#### PROBLEM REQUIREMENTS:
The line with "fn emit(&self, event: EngineEvent);" marks the start; write out that line and all following lines through the end of the listing, exactly.

#### RECORDED INFORMATION:

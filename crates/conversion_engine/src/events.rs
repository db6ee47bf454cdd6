use std::sync::{mpsc, Arc, RwLock};

use conversion_core::{
    ConversionSummary, ErrorCategory, ErrorId, PerformanceIssue, SessionSummary,
};

/// Cross-cutting notifications published by the engine.
#[derive(Debug, Clone, PartialEq)]
pub enum EngineEvent {
    Recovered {
        error_id: ErrorId,
        category: ErrorCategory,
        attempts: u32,
        reason: String,
    },
    RecoveryFailed {
        error_id: ErrorId,
        category: ErrorCategory,
        attempts: u32,
        reason: String,
    },
    PerformanceIssue(PerformanceIssue),
    ConversionCompleted(ConversionSummary),
    SessionCompleted(SessionSummary),
}

pub trait EventSink: Send + Sync {
    fn emit(&self, event: EngineEvent);
}

pub struct ChannelEventSink {
    tx: mpsc::Sender<EngineEvent>,
}

impl ChannelEventSink {
    pub fn new(tx: mpsc::Sender<EngineEvent>) -> Self {
        Self { tx }
    }
}

impl EventSink for ChannelEventSink {
    fn emit(&self, event: EngineEvent) {
        let _ = self.tx.send(event);
    }
}

/// Fan-out to every subscribed sink. Publishing never blocks on a slow
/// consumer beyond the sink's own `emit`.
#[derive(Default)]
pub struct EventBus {
    sinks: RwLock<Vec<Arc<dyn EventSink>>>,
}

impl EventBus {
    pub fn new() -> Self {
        Self::default()
    }

    pub fn subscribe(&self, sink: Arc<dyn EventSink>) {
        match self.sinks.write() {
            Ok(mut sinks) => sinks.push(sink),
            Err(poisoned) => poisoned.into_inner().push(sink),
        }
    }

    /// Subscribe a fresh channel and hand back its receiving end.
    pub fn channel(&self) -> mpsc::Receiver<EngineEvent> {
        let (tx, rx) = mpsc::channel();
        self.subscribe(Arc::new(ChannelEventSink::new(tx)));
        rx
    }

    pub(crate) fn publish(&self, event: EngineEvent) {
        let sinks = match self.sinks.read() {
            Ok(sinks) => sinks,
            Err(poisoned) => poisoned.into_inner(),
        };
        for sink in sinks.iter() {
            sink.emit(event.clone());
        }
    }
}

#### COMPLETED EXERCISE:
    fn emit(&self, event: EngineEvent);
}

pub struct ChannelEventSink {
    tx: mpsc::Sender<EngineEvent>,
}

impl ChannelEventSink {
    pub fn new(tx: mpsc::Sender<EngineEvent>) -> Self {
        Self { tx }
    }
}

impl EventSink for ChannelEventSink {
    fn emit(&self, event: EngineEvent) {
        let _ = self.tx.send(event);
    }
}

/// Fan-out to every subscribed sink. Publishing never blocks on a slow
/// consumer beyond the sink's own `emit`.
#[derive(Default)]
pub struct EventBus {
    sinks: RwLock<Vec<Arc<dyn EventSink>>>,
}

impl EventBus {
    pub fn new() -> Self {
        Self::default()
    }

    pub fn subscribe(&self, sink: Arc<dyn EventSink>) {
        match self.sinks.write() {
            Ok(mut sinks) => sinks.push(sink),
            Err(poisoned) => poisoned.into_inner().push(sink),
        }
    }

    /// Subscribe a fresh channel and hand back its receiving end.
    pub fn channel(&self) -> mpsc::Receiver<EngineEvent> {
        let (tx, rx) = mpsc::channel();
        self.subscribe(Arc::new(ChannelEventSink::new(tx)));
        rx
    }

    pub(crate) fn publish(&self, event: EngineEvent) {
        let sinks = match self.sinks.read() {
            Ok(sinks) => sinks,
            Err(poisoned) => poisoned.into_inner(),
        };
        for sink in sinks.iter() {
            sink.emit(event.clone());
        }
    }
}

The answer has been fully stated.